Okay, I made that last one up. Still, a cliché encapsulates the disparate-service approach of some firms: “Jack of all trades and master of none.” I see firms marketing half a dozen (or more) different services and think they’re likely not very good at any. How many restaurants make six different cuisines well? None, or nearly none. Any single field, including the highly specialized form of technical writing that is grant writing, is extremely difficult to master. Few firms are likely to have mastered many, vaguely related, and specialized services.*
To my mind, claiming to do even three disparate things at a professional level is improbable. Advertising many together seems like the mark of an amateur, or someone chucking as many stones as they can in order to see what hits. Individual targeting of one or two services is more likely to yield a good outcome.
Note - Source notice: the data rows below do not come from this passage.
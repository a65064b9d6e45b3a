//! Intake, sectioned yes/no questionnaire, and maturity scoring.

pub mod answers;
pub mod catalog;
pub mod contact;
pub mod maturity;
pub mod result;
pub mod session;

#[cfg(test)]
mod tests;

pub use answers::AnswerSet;
pub use catalog::{
    global_index, Section, SectionIcon, QUESTIONS_PER_SECTION, SECTIONS, SECTION_COUNT,
    TOTAL_QUESTIONS,
};
pub use contact::{ContactField, ContactInfo, IntakeError};
pub use maturity::{MaturityLevel, MATURITY_LEVELS};
pub use result::{evaluate, QuizResult, SectionProgress, SectionScore};
pub use session::{AdvanceOutcome, QuizError, QuizPhase, QuizSession};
Grant writing and marketing, for example, have very little to do with each other. Even grant writing and donor management are very different skills, much like coding software is a very different skill from selling software—even if both positions involve software in some way.
Not surprisingly, I recently saw a particular firm’s website that demonstrates some of these themes. I’m not going to name it, but if you’ve been around the nonprofit block a few times you’ve probably seen it or ones similar to it.
* The possible exception to this is of course Amazon, which is (so far) successfully mastering an astonishing and growing array of unrelated-seeming services.